# Exercise
Starting with the first line of the records, write out each line exactly until you have included the line containing "use chrono::Utc;".

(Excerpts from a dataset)

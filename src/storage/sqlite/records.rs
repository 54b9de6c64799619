//! Record backend over per-model record tables.
//!
//! Payloads are validated against the model's field definitions before any
//! SQL runs; values then travel as bound parameters into the model's record
//! table. Searches compile to one COUNT and one page SELECT under the same
//! connection lock, so the total always agrees with the page.

use std::collections::BTreeMap;
use std::time::Instant;

use chrono::Utc;
use rusqlite::types::Value as SqlValue;
use rusqlite::{OptionalExtension, params, params_from_iter};
use serde_json::{Map as JsonMap, Value as JsonValue};
use tracing::instrument;

use crate::models::{
    Field, FieldValue, MAX_PAGE_SIZE, ModelId, ModelLinkId, Record, RecordId, RecordPage,
    RecordQuery,
};
use crate::storage::traits::RecordBackend;
use crate::{Error, Result};

use super::schema::{count_rows, load_model_fields, require_model};
use super::sql::{
    build_filter_clause, build_order_clause, field_column, field_value_from_sql, format_timestamp,
    parse_timestamp, parse_uuid, record_links_table, records_table, sql_value,
};
use super::{SqliteStore, acquire_lock, in_transaction, record_operation_metrics, storage_error};

/// Checks a payload against the model's fields and converts the values.
///
/// Returns the affected fields in definition order. With `require_all` set
/// (record creation) every required field must carry a non-null value. A
/// JSON null is rejected on required fields in both modes; on optional
/// fields it is dropped at creation and marks a clear (`None`) on update.
fn validate_values<'a>(
    fields: &'a [Field],
    values: &JsonMap<String, JsonValue>,
    require_all: bool,
) -> Result<Vec<(&'a Field, Option<FieldValue>)>> {
    for name in values.keys() {
        if !fields.iter().any(|f| f.name == *name) {
            return Err(Error::UnknownField { field: name.clone() });
        }
    }

    let mut validated = Vec::new();
    for field in fields {
        match values.get(&field.name) {
            None => {
                if require_all && field.is_required {
                    return Err(Error::MissingRequiredField {
                        field: field.name.clone(),
                    });
                }
            }
            Some(JsonValue::Null) => {
                if field.is_required {
                    return Err(Error::MissingRequiredField {
                        field: field.name.clone(),
                    });
                }
                if !require_all {
                    validated.push((field, None));
                }
            }
            Some(value) => {
                let converted =
                    FieldValue::from_json(field.field_type, value).map_err(|reason| {
                        Error::InvalidFieldValue {
                            field: field.name.clone(),
                            reason,
                        }
                    })?;
                validated.push((field, Some(converted)));
            }
        }
    }
    Ok(validated)
}

/// Builds the SELECT column list for a record row: the fixed columns first,
/// then one column per field in definition order.
fn record_select(fields: &[Field]) -> String {
    let mut columns = String::from("id, created_at, updated_at");
    for field in fields {
        columns.push_str(", ");
        columns.push_str(&field_column(field.id));
    }
    columns
}

fn record_from_row(
    model_id: ModelId,
    fields: &[Field],
    row: &rusqlite::Row<'_>,
) -> rusqlite::Result<Record> {
    let id = RecordId::from_uuid(parse_uuid(0, &row.get::<_, String>(0)?)?);
    let created_at = parse_timestamp(1, &row.get::<_, String>(1)?)?;
    let updated_at = parse_timestamp(2, &row.get::<_, String>(2)?)?;

    let mut values = BTreeMap::new();
    for (offset, field) in fields.iter().enumerate() {
        let idx = 3 + offset;
        let raw: SqlValue = row.get(idx)?;
        if let Some(value) = field_value_from_sql(field, idx, raw)? {
            values.insert(field.name.clone(), value);
        }
    }

    Ok(Record {
        id,
        model_id,
        values,
        created_at,
        updated_at,
    })
}

fn load_record(
    conn: &rusqlite::Connection,
    model_id: ModelId,
    fields: &[Field],
    record_id: RecordId,
) -> Result<Record> {
    conn.query_row(
        &format!(
            "SELECT {} FROM {} WHERE id = ?1",
            record_select(fields),
            records_table(model_id)
        ),
        params![record_id.to_string()],
        |row| record_from_row(model_id, fields, row),
    )
    .optional()
    .map_err(|e| storage_error("get_record", e))?
    .ok_or(Error::RecordNotFound(record_id))
}

impl RecordBackend for SqliteStore {
    #[instrument(skip(self, values), fields(operation = "create_record", backend = "sqlite", model.id = %model_id))]
    fn create_record(
        &self,
        model_id: ModelId,
        values: &JsonMap<String, JsonValue>,
    ) -> Result<RecordId> {
        let start = Instant::now();
        let result = (|| {
            let conn = acquire_lock(self.connection());
            in_transaction(&conn, |conn| {
                require_model(conn, model_id)?;
                let fields = load_model_fields(conn, model_id)?;
                let validated = validate_values(&fields, values, true)?;

                let record_id = RecordId::new();
                let mut columns = String::from("id, created_at, updated_at");
                let mut placeholders = String::from("?1, ?2, ?2");
                let mut params_vec: Vec<SqlValue> = vec![
                    SqlValue::Text(record_id.to_string()),
                    SqlValue::Text(format_timestamp(&Utc::now())),
                ];
                let mut next = 3;
                for (field, value) in &validated {
                    if let Some(value) = value {
                        columns.push_str(", ");
                        columns.push_str(&field_column(field.id));
                        placeholders.push_str(&format!(", ?{next}"));
                        params_vec.push(sql_value(value));
                        next += 1;
                    }
                }

                conn.execute(
                    &format!(
                        "INSERT INTO {} ({columns}) VALUES ({placeholders})",
                        records_table(model_id)
                    ),
                    params_from_iter(params_vec),
                )
                .map_err(|e| storage_error("insert_record", e))?;

                Ok(record_id)
            })
        })();

        let status = if result.is_ok() { "success" } else { "error" };
        record_operation_metrics("sqlite", "create_record", start, status);
        result
    }

    #[instrument(skip(self), fields(operation = "get_record", backend = "sqlite", record.id = %record_id))]
    fn get_record(&self, model_id: ModelId, record_id: RecordId) -> Result<Record> {
        let start = Instant::now();
        let result = (|| {
            let conn = acquire_lock(self.connection());
            require_model(&conn, model_id)?;
            let fields = load_model_fields(&conn, model_id)?;
            load_record(&conn, model_id, &fields, record_id)
        })();

        let status = if result.is_ok() { "success" } else { "error" };
        record_operation_metrics("sqlite", "get_record", start, status);
        result
    }

    #[instrument(skip(self, values), fields(operation = "update_record", backend = "sqlite", record.id = %record_id))]
    fn update_record(
        &self,
        model_id: ModelId,
        record_id: RecordId,
        values: &JsonMap<String, JsonValue>,
    ) -> Result<Record> {
        let start = Instant::now();
        let result = (|| {
            let conn = acquire_lock(self.connection());
            in_transaction(&conn, |conn| {
                require_model(conn, model_id)?;
                let fields = load_model_fields(conn, model_id)?;
                let validated = validate_values(&fields, values, false)?;
                if validated.is_empty() {
                    return load_record(conn, model_id, &fields, record_id);
                }

                let mut assignments = vec!["updated_at = ?1".to_string()];
                let mut params_vec: Vec<SqlValue> =
                    vec![SqlValue::Text(format_timestamp(&Utc::now()))];
                let mut next = 2;
                for (field, value) in &validated {
                    assignments.push(format!("{} = ?{next}", field_column(field.id)));
                    params_vec.push(value.as_ref().map_or(SqlValue::Null, sql_value));
                    next += 1;
                }
                params_vec.push(SqlValue::Text(record_id.to_string()));

                let changed = conn
                    .execute(
                        &format!(
                            "UPDATE {} SET {} WHERE id = ?{next}",
                            records_table(model_id),
                            assignments.join(", ")
                        ),
                        params_from_iter(params_vec),
                    )
                    .map_err(|e| storage_error("update_record", e))?;
                if changed == 0 {
                    return Err(Error::RecordNotFound(record_id));
                }

                load_record(conn, model_id, &fields, record_id)
            })
        })();

        let status = if result.is_ok() { "success" } else { "error" };
        record_operation_metrics("sqlite", "update_record", start, status);
        result
    }

    #[instrument(skip(self), fields(operation = "delete_record", backend = "sqlite", record.id = %record_id))]
    fn delete_record(&self, model_id: ModelId, record_id: RecordId) -> Result<()> {
        let start = Instant::now();
        let result = (|| {
            let conn = acquire_lock(self.connection());
            in_transaction(&conn, |conn| {
                require_model(conn, model_id)?;

                let removed = conn
                    .execute(
                        &format!("DELETE FROM {} WHERE id = ?1", records_table(model_id)),
                        params![record_id.to_string()],
                    )
                    .map_err(|e| storage_error("delete_record", e))?;
                if removed == 0 {
                    return Err(Error::RecordNotFound(record_id));
                }

                // Clear the record's edges in every link touching the model,
                // on whichever side the model occupies.
                let model_text = model_id.to_string();
                let mut stmt = conn
                    .prepare(
                        "SELECT id, model_1_id FROM model_links
                         WHERE model_1_id = ?1 OR model_2_id = ?1",
                    )
                    .map_err(|e| storage_error("list_touching_links", e))?;
                let sides = stmt
                    .query_map(params![model_text], |row| {
                        let link_text: String = row.get(0)?;
                        let model_1_text: String = row.get(1)?;
                        Ok((
                            ModelLinkId::from_uuid(parse_uuid(0, &link_text)?),
                            model_1_text,
                        ))
                    })
                    .map_err(|e| storage_error("list_touching_links", e))?
                    .collect::<rusqlite::Result<Vec<_>>>()
                    .map_err(|e| storage_error("list_touching_links", e))?;

                for (link_id, model_1_text) in sides {
                    let column = if model_1_text == model_text {
                        "record_1_id"
                    } else {
                        "record_2_id"
                    };
                    conn.execute(
                        &format!(
                            "DELETE FROM {} WHERE {column} = ?1",
                            record_links_table(link_id)
                        ),
                        params![record_id.to_string()],
                    )
                    .map_err(|e| storage_error("delete_record_edges", e))?;
                }

                Ok(())
            })
        })();

        let status = if result.is_ok() { "success" } else { "error" };
        record_operation_metrics("sqlite", "delete_record", start, status);
        result
    }

    #[instrument(skip(self), fields(operation = "count_records", backend = "sqlite", model.id = %model_id))]
    fn count_records(&self, model_id: ModelId) -> Result<u64> {
        let start = Instant::now();
        let result = (|| {
            let conn = acquire_lock(self.connection());
            require_model(&conn, model_id)?;
            count_rows(&conn, &records_table(model_id))
        })();

        let status = if result.is_ok() { "success" } else { "error" };
        record_operation_metrics("sqlite", "count_records", start, status);
        result
    }

    #[instrument(skip(self, query), fields(operation = "search_records", backend = "sqlite", model.id = %model_id))]
    fn search_records(&self, model_id: ModelId, query: &RecordQuery) -> Result<RecordPage> {
        let start = Instant::now();
        let result = (|| {
            let limit = query.page.limit;
            if limit == 0 || limit > MAX_PAGE_SIZE {
                return Err(Error::InvalidPageSize {
                    limit,
                    max: MAX_PAGE_SIZE,
                });
            }

            let conn = acquire_lock(self.connection());
            require_model(&conn, model_id)?;
            let fields = load_model_fields(&conn, model_id)?;
            let table = records_table(model_id);

            let (filter_clause, filter_params, next_param) =
                build_filter_clause(&fields, &query.filters, 1)?;
            let order_clause = build_order_clause(&fields, &query.sort)?;

            // The lock is held across both statements, so the total and the
            // page always describe the same table state.
            let total: i64 = conn
                .query_row(
                    &format!("SELECT COUNT(*) FROM {table}{filter_clause}"),
                    params_from_iter(filter_params.clone()),
                    |row| row.get(0),
                )
                .map_err(|e| storage_error("count_search_results", e))?;

            let mut page_params = filter_params;
            page_params.push(SqlValue::Integer(i64::from(limit)));
            #[allow(clippy::cast_possible_wrap)]
            page_params.push(SqlValue::Integer(query.page.offset as i64));

            let sql = format!(
                "SELECT {} FROM {table}{filter_clause}{order_clause} LIMIT ?{next_param} OFFSET ?{}",
                record_select(&fields),
                next_param + 1
            );
            let mut stmt = conn
                .prepare(&sql)
                .map_err(|e| storage_error("search_records", e))?;
            let records = stmt
                .query_map(params_from_iter(page_params), |row| {
                    record_from_row(model_id, &fields, row)
                })
                .map_err(|e| storage_error("search_records", e))?
                .collect::<rusqlite::Result<Vec<_>>>()
                .map_err(|e| storage_error("search_records", e))?;

            #[allow(clippy::cast_sign_loss)]
            Ok(RecordPage {
                records,
                total: total as u64,
                offset: query.page.offset,
                limit,
            })
        })();

        let status = if result.is_ok() { "success" } else { "error" };
        record_operation_metrics("sqlite", "search_records", start, status);
        result
    }
}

# Solution to the exercise
filename src/storage/sqlite/records.rs
repository 54b9de6c64799619
//! Record backend over per-model record tables.
//!
//! Payloads are validated against the model's field definitions before any
//! SQL runs; values then travel as bound parameters into the model's record
//! table. Searches compile to one COUNT and one page SELECT under the same
//! connection lock, so the total always agrees with the page.

use std::collections::BTreeMap;
use std::time::Instant;

use chrono::Utc;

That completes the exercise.